En el mes de diciembre del año pasado, escuchando un informativo semanal de radio vaticana, tuve oportunidad de encontrarme con un hermoso testimonio de un sacerdote italiano, don Giacomo Pavanello. de la comunidad Nuevos Horizontes, a propósito de la misión que el Papa Francisco le encomendó durante el Jubileo de la Misericordia. El padre Giacomo fue nombrado Misionero de la Misericordia., un don y un privilegio, como él mismo lo definía. 
Este misionero tuvo como tarea, celebrar el sacramento de la reconciliación, con la facultad de absolver pecados reservados a la Santa Sede. Un encuentro de la Misericordia de Dios con la miseria humana. Me llamó mucho la atención una afirmación muy cierta, y a la vez dramática, de don Giacomo: “Jamás como en este momento de la historia de la humanidad el hombre es víctima de una batalla entre el bien y el mal. Y si bien los hombres y las mujeres  de hoy aparentemente son poderosos, vencedores y tienen todos los instrumentos del mundo, en realidad es un riesgo tener tantos instrumentos exteriores pero ser frágiles personalmente. Y cuando uno es frágil personalmente, se está  más en riesgo de ser víctima de las grandes o pequeñas dependencias que desgraciadamente encontramos en cada momento de la vida. Y aunque es muy  difícil romper con esas dependencias,  contamos con la ayuda extraordinaria de la Misericordia de Dios, ya que el amor de Dios es gratuito”.

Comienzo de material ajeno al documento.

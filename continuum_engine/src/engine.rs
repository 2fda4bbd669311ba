/// Continuum Engine - Singleton manager for engine subsystems
///
/// This module provides global singleton management for the graphics device
/// and the engine logger. It uses thread-safe static storage with RwLock.

use std::sync::{OnceLock, RwLock, Arc, Mutex};
use std::time::SystemTime;
use crate::graphics_device::GraphicsDevice;
use crate::error::{Result, Error};
use crate::log::{Logger, LogEntry, LogSeverity, DefaultLogger};

// ===== INTERNAL STATE =====

/// Global engine state storage
static ENGINE_STATE: OnceLock<EngineState> = OnceLock::new();

/// Global logger (initialized with DefaultLogger)
static LOGGER: OnceLock<RwLock<Box<dyn Logger>>> = OnceLock::new();

/// Internal state structure holding all engine singletons
struct EngineState {
    /// Graphics device singleton (wrapped in Mutex for mutable access)
    graphics_device: RwLock<Option<Arc<Mutex<dyn GraphicsDevice>>>>,
}

impl EngineState {
    fn new() -> Self {
        Self {
            graphics_device: RwLock::new(None),
        }
    }
}

// ===== PUBLIC API =====

/// Main engine singleton manager
///
/// # Example
///
/// ```no_run
/// use continuum_engine::continuum::{Engine, render::Config};
/// use continuum_engine_renderer_vulkan::continuum::VulkanGraphicsDevice;
///
/// Engine::initialize()?;
/// Engine::create_graphics_device(VulkanGraphicsDevice::new(Config::default())?)?;
///
/// let device = Engine::graphics_device()?;
///
/// Engine::shutdown();
/// # Ok::<(), continuum_engine::continuum::Error>(())
/// ```
pub struct Engine;

impl Engine {
    /// Log errors before returning them
    fn log_and_return_error(error: Error) -> Error {
        match &error {
            Error::InitializationFailed(msg) => {
                crate::engine_error!("continuum::Engine", "Initialization failed: {}", msg);
            }
            Error::BackendError(msg) => {
                crate::engine_error!("continuum::Engine", "Backend error: {}", msg);
            }
            _ => {
                crate::engine_error!("continuum::Engine", "Engine error: {}", error);
            }
        }
        error
    }

    fn state() -> Result<&'static EngineState> {
        ENGINE_STATE.get().ok_or_else(|| {
            Self::log_and_return_error(Error::InitializationFailed(
                "Engine not initialized. Call Engine::initialize() first.".to_string(),
            ))
        })
    }

    /// Initialize the engine
    ///
    /// Idempotent. Must be called before creating any subsystem.
    pub fn initialize() -> Result<()> {
        ENGINE_STATE.get_or_init(EngineState::new);
        Ok(())
    }

    /// Shutdown the engine and destroy all singletons
    ///
    /// GPU objects still referenced elsewhere (packets, command lists) keep
    /// the device alive until they are dropped.
    pub fn shutdown() {
        if let Some(state) = ENGINE_STATE.get() {
            if let Ok(mut device) = state.graphics_device.write() {
                *device = None;
            }
        }
    }

    /// Create and register the graphics device singleton
    ///
    /// # Errors
    ///
    /// Returns an error if:
    /// - The engine is not initialized
    /// - A graphics device already exists
    /// - The device lock is poisoned
    pub fn create_graphics_device<D: GraphicsDevice + 'static>(device: D) -> Result<()> {
        let arc_device: Arc<Mutex<dyn GraphicsDevice>> = Arc::new(Mutex::new(device));
        Self::register_graphics_device(arc_device)?;

        crate::engine_info!("continuum::Engine", "GraphicsDevice singleton created successfully");

        Ok(())
    }

    /// Register an already shared graphics device
    pub(crate) fn register_graphics_device(device: Arc<Mutex<dyn GraphicsDevice>>) -> Result<()> {
        let state = Self::state()?;

        let mut lock = state.graphics_device.write()
            .map_err(|_| Self::log_and_return_error(
                Error::BackendError("GraphicsDevice lock poisoned".to_string())
            ))?;

        if lock.is_some() {
            return Err(Self::log_and_return_error(
                Error::InitializationFailed("GraphicsDevice already exists. Call Engine::destroy_graphics_device() first.".to_string())
            ));
        }

        *lock = Some(device);
        Ok(())
    }

    /// Get the graphics device singleton
    ///
    /// # Errors
    ///
    /// Returns an error if the engine is not initialized or no device was created
    pub fn graphics_device() -> Result<Arc<Mutex<dyn GraphicsDevice>>> {
        let state = Self::state()?;

        let lock = state.graphics_device.read()
            .map_err(|_| Self::log_and_return_error(
                Error::BackendError("GraphicsDevice lock poisoned".to_string())
            ))?;

        lock.clone()
            .ok_or_else(|| Self::log_and_return_error(
                Error::InitializationFailed("GraphicsDevice not created. Call Engine::create_graphics_device() first.".to_string())
            ))
    }

    /// Destroy the graphics device singleton
    ///
    /// Existing references remain valid until dropped.
    pub fn destroy_graphics_device() -> Result<()> {
        let state = Self::state()?;

        let mut lock = state.graphics_device.write()
            .map_err(|_| Self::log_and_return_error(
                Error::BackendError("GraphicsDevice lock poisoned".to_string())
            ))?;

        *lock = None;

        crate::engine_info!("continuum::Engine", "GraphicsDevice singleton destroyed");

        Ok(())
    }

    /// Reset all singletons for testing (only available in test builds)
    #[cfg(test)]
    pub fn reset_for_testing() {
        if let Some(state) = ENGINE_STATE.get() {
            if let Ok(mut device) = state.graphics_device.write() {
                *device = None;
            }
        }
    }

    // ===== LOGGING API =====

    /// Replace the default logger with a custom implementation
    pub fn set_logger<L: Logger + 'static>(logger: L) {
        let logger_lock = LOGGER.get_or_init(|| RwLock::new(Box::new(DefaultLogger)));
        if let Ok(mut lock) = logger_lock.write() {
            *lock = Box::new(logger);
        }
    }

    /// Reset logger to default (DefaultLogger)
    pub fn reset_logger() {
        let logger_lock = LOGGER.get_or_init(|| RwLock::new(Box::new(DefaultLogger)));
        if let Ok(mut lock) = logger_lock.write() {
            *lock = Box::new(DefaultLogger);
        }
    }

    /// Log without file:line (used by engine_info!, engine_warn!, etc.)
    pub fn log(severity: LogSeverity, source: &str, message: String) {
        Self::dispatch(LogEntry {
            severity,
            timestamp: SystemTime::now(),
            source: source.to_string(),
            message,
            file: None,
            line: None,
        });
    }

    /// Log with file:line (used by engine_error!, engine_err!, etc.)
    pub fn log_detailed(
        severity: LogSeverity,
        source: &str,
        message: String,
        file: &'static str,
        line: u32,
    ) {
        Self::dispatch(LogEntry {
            severity,
            timestamp: SystemTime::now(),
            source: source.to_string(),
            message,
            file: Some(file),
            line: Some(line),
        });
    }

    fn dispatch(entry: LogEntry) {
        let logger_lock = LOGGER.get_or_init(|| RwLock::new(Box::new(DefaultLogger)));
        if let Ok(lock) = logger_lock.read() {
            lock.log(&entry);
        }
    }
}

#[cfg(test)]
#[path = "engine_tests.rs"]
mod tests;
/// Vulkan Debug Messenger - Forwards validation layer messages to the engine logger
///
/// Only compiled with the `vulkan-validation` feature. Messages are filtered
/// by `DebugSeverity`, logged under `continuum::vulkan::validation`, and
/// optionally counted (see `ValidationStats`).

use ash::vk;
use colored::*;
use continuum_engine::continuum::Engine;
use continuum_engine::continuum::log::LogSeverity;
use continuum_engine::continuum::render::{DebugSeverity, ValidationStats};
use rustc_hash::FxHashMap;
use std::ffi::CStr;
use std::sync::atomic::{AtomicU32, Ordering};
use std::sync::{Mutex, PoisonError};

/// Global debug configuration (shared across callbacks)
static DEBUG_CONFIG: Mutex<Option<Config>> = Mutex::new(None);

/// Global validation statistics (thread-safe atomic counters)
static VALIDATION_STATS: ValidationStatsTracker = ValidationStatsTracker::new();

/// Global message tracker for grouping identical messages
static MESSAGE_TRACKER: Mutex<Option<FxHashMap<String, u32>>> = Mutex::new(None);

const SOURCE: &str = "continuum::vulkan::validation";

/// Debug configuration for the callback
#[derive(Debug, Clone, Copy)]
pub struct Config {
    pub severity: DebugSeverity,
    pub enable_stats: bool,
}

/// Thread-safe validation statistics tracker
struct ValidationStatsTracker {
    errors: AtomicU32,
    warnings: AtomicU32,
    info: AtomicU32,
    verbose: AtomicU32,
}

impl ValidationStatsTracker {
    const fn new() -> Self {
        Self {
            errors: AtomicU32::new(0),
            warnings: AtomicU32::new(0),
            info: AtomicU32::new(0),
            verbose: AtomicU32::new(0),
        }
    }

    fn increment(&self, severity: LogSeverity) {
        let counter = match severity {
            LogSeverity::Error => &self.errors,
            LogSeverity::Warn => &self.warnings,
            LogSeverity::Info => &self.info,
            LogSeverity::Debug | LogSeverity::Trace => &self.verbose,
        };
        counter.fetch_add(1, Ordering::Relaxed);
    }

    fn get_stats(&self) -> ValidationStats {
        ValidationStats {
            errors: self.errors.load(Ordering::Relaxed),
            warnings: self.warnings.load(Ordering::Relaxed),
            info: self.info.load(Ordering::Relaxed),
            verbose: self.verbose.load(Ordering::Relaxed),
        }
    }

    fn reset(&self) {
        self.errors.store(0, Ordering::Relaxed);
        self.warnings.store(0, Ordering::Relaxed);
        self.info.store(0, Ordering::Relaxed);
        self.verbose.store(0, Ordering::Relaxed);
    }
}

/// Initialize debug configuration
pub fn init_debug_config(config: Config) {
    VALIDATION_STATS.reset();
    *MESSAGE_TRACKER.lock().unwrap_or_else(PoisonError::into_inner) = Some(FxHashMap::default());
    *DEBUG_CONFIG.lock().unwrap_or_else(PoisonError::into_inner) = Some(config);
}

/// Stop forwarding messages (called before the messenger is destroyed)
pub fn cleanup_debug_config() {
    *DEBUG_CONFIG.lock().unwrap_or_else(PoisonError::into_inner) = None;
}

/// Get current validation statistics
pub fn get_validation_stats() -> ValidationStats {
    VALIDATION_STATS.get_stats()
}

/// Messenger severity flags for a filter
pub fn severity_flags(filter: DebugSeverity) -> vk::DebugUtilsMessageSeverityFlagsEXT {
    match filter {
        DebugSeverity::ErrorsOnly => vk::DebugUtilsMessageSeverityFlagsEXT::ERROR,
        DebugSeverity::ErrorsAndWarnings => {
            vk::DebugUtilsMessageSeverityFlagsEXT::ERROR
                | vk::DebugUtilsMessageSeverityFlagsEXT::WARNING
        }
        DebugSeverity::All => {
            vk::DebugUtilsMessageSeverityFlagsEXT::ERROR
                | vk::DebugUtilsMessageSeverityFlagsEXT::WARNING
                | vk::DebugUtilsMessageSeverityFlagsEXT::INFO
                | vk::DebugUtilsMessageSeverityFlagsEXT::VERBOSE
        }
    }
}

/// Engine log severity of a validation message
pub(crate) fn log_severity(severity: vk::DebugUtilsMessageSeverityFlagsEXT) -> LogSeverity {
    if severity.contains(vk::DebugUtilsMessageSeverityFlagsEXT::ERROR) {
        LogSeverity::Error
    } else if severity.contains(vk::DebugUtilsMessageSeverityFlagsEXT::WARNING) {
        LogSeverity::Warn
    } else if severity.contains(vk::DebugUtilsMessageSeverityFlagsEXT::INFO) {
        LogSeverity::Info
    } else {
        LogSeverity::Trace
    }
}

fn message_type_name(message_type: vk::DebugUtilsMessageTypeFlagsEXT) -> &'static str {
    if message_type.contains(vk::DebugUtilsMessageTypeFlagsEXT::VALIDATION) {
        "Validation"
    } else if message_type.contains(vk::DebugUtilsMessageTypeFlagsEXT::PERFORMANCE) {
        "Performance"
    } else {
        "General"
    }
}

/// Count one more occurrence of `message`
fn track_message(message: &str) -> u32 {
    let mut tracker = MESSAGE_TRACKER.lock().unwrap_or_else(PoisonError::into_inner);
    let count = tracker
        .get_or_insert_with(FxHashMap::default)
        .entry(message.to_string())
        .or_insert(0);
    *count += 1;
    *count
}

/// Print validation statistics report
pub fn print_validation_stats_report() {
    let stats = get_validation_stats();

    if stats.total() == 0 {
        println!("\n{}", "✓ No validation messages".green().bold());
        return;
    }

    println!("\n{}", "=== Validation Statistics Report ===".bright_blue().bold());

    if stats.errors > 0 {
        println!("  {} {}", "Errors:".red().bold(), stats.errors);
    }
    if stats.warnings > 0 {
        println!("  {} {}", "Warnings:".yellow().bold(), stats.warnings);
    }
    if stats.info > 0 {
        println!("  {} {}", "Info:".cyan(), stats.info);
    }
    if stats.verbose > 0 {
        println!("  {} {}", "Verbose:".bright_black(), stats.verbose);
    }

    println!("  {} {}", "Total:".white().bold(), stats.total());

    let tracker = MESSAGE_TRACKER.lock().unwrap_or_else(PoisonError::into_inner);
    if let Some(messages) = tracker.as_ref() {
        let duplicate_count = messages.values().filter(|&&count| count > 1).count();
        if duplicate_count > 0 {
            println!("\n  {} {} message(s) appeared multiple times",
                "ℹ".cyan(),
                duplicate_count
            );
        }
    }

    println!("{}\n", "====================================".bright_blue().bold());
}

/// Vulkan debug messenger callback
///
/// Called by the validation layers when they detect issues.
pub unsafe extern "system" fn vulkan_debug_callback(
    message_severity: vk::DebugUtilsMessageSeverityFlagsEXT,
    message_type: vk::DebugUtilsMessageTypeFlagsEXT,
    p_callback_data: *const vk::DebugUtilsMessengerCallbackDataEXT,
    _user_data: *mut std::os::raw::c_void,
) -> vk::Bool32 {
    let config = match *DEBUG_CONFIG.lock().unwrap_or_else(PoisonError::into_inner) {
        Some(config) => config,
        None => return vk::FALSE,
    };

    if !severity_flags(config.severity).intersects(message_severity) {
        return vk::FALSE;
    }

    let callback_data = *p_callback_data;
    let message_id_name = if callback_data.p_message_id_name.is_null() {
        "Unknown".into()
    } else {
        CStr::from_ptr(callback_data.p_message_id_name).to_string_lossy()
    };
    let message = if callback_data.p_message.is_null() {
        "No message".into()
    } else {
        CStr::from_ptr(callback_data.p_message).to_string_lossy()
    };

    let severity = log_severity(message_severity);

    let repeat_indicator = if config.enable_stats {
        VALIDATION_STATS.increment(severity);
        match track_message(&message) {
            1 => String::new(),
            count => format!(" [x{}]", count),
        }
    } else {
        String::new()
    };

    Engine::log(
        severity,
        SOURCE,
        format!(
            "[{}]{} {}: {}",
            message_type_name(message_type),
            repeat_indicator,
            message_id_name,
            message
        ),
    );

    vk::FALSE // Don't abort Vulkan execution
}

#[cfg(test)]
#[path = "debug_tests.rs"]
mod tests;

El Evangelio de este tercer domingo de cuaresma nos presenta, con el estilo particular del apóstol san Juan, un encuentro de Jesucristo con una mujer samaritana. Un encuentro quizá circunstancial en la visión humana de los hechos; pero, en realidad,  un encuentro totalmente intencional en el plan de Dios, en el que aparece la voluntad  divina que, en Cristo, quiere librar de esas “pequeñas o grandes dependencias” de las que todos somos víctimas, a esa mujer ,
Un Agua que se da gratuitamente
Jesús llega cansado del camino, se sienta en el brocal del pozo. Se acerca una mujer samaritana. Jesús  le pide de beber. La mujer lo cuestiona. Lo ve como un enemigo. Quizá eso nos pasa cuando buscando la felicidad, hemos sido víctimas de un engaño, de una situación dolorosa: un papá poco cariñoso, una mamá que nos ha tratado con indiferencia, la burla y el desprecio de quienes considerábamos amigos, la infidelidad del cónyuge, el querer llenar el corazón de cosas materiales y pasajeras que no lo satisfacen… acabamos poniéndonos a la defensiva, y dudamos. Sin embargo, Jesús quiere que a partir de esa decepción e insatisfacción descubramos en Él la plena realización de nuestros anhelos más íntimos, y le pidamos que nos de beber del “agua viva”. Así se lo decía san Juan Pablo II a los jóvenes chilenos en Santiago de Chile el 2 de abril de 1987: “Al contacto de Jesús despunta la vida. Lejos de El sólo hay oscuridad y muerte. Ustedes tienen sed de vida. ¡De vida eterna! Búsquenla y hállenla en quien no sólo da la vida, sino en quien es la Vida misma”. 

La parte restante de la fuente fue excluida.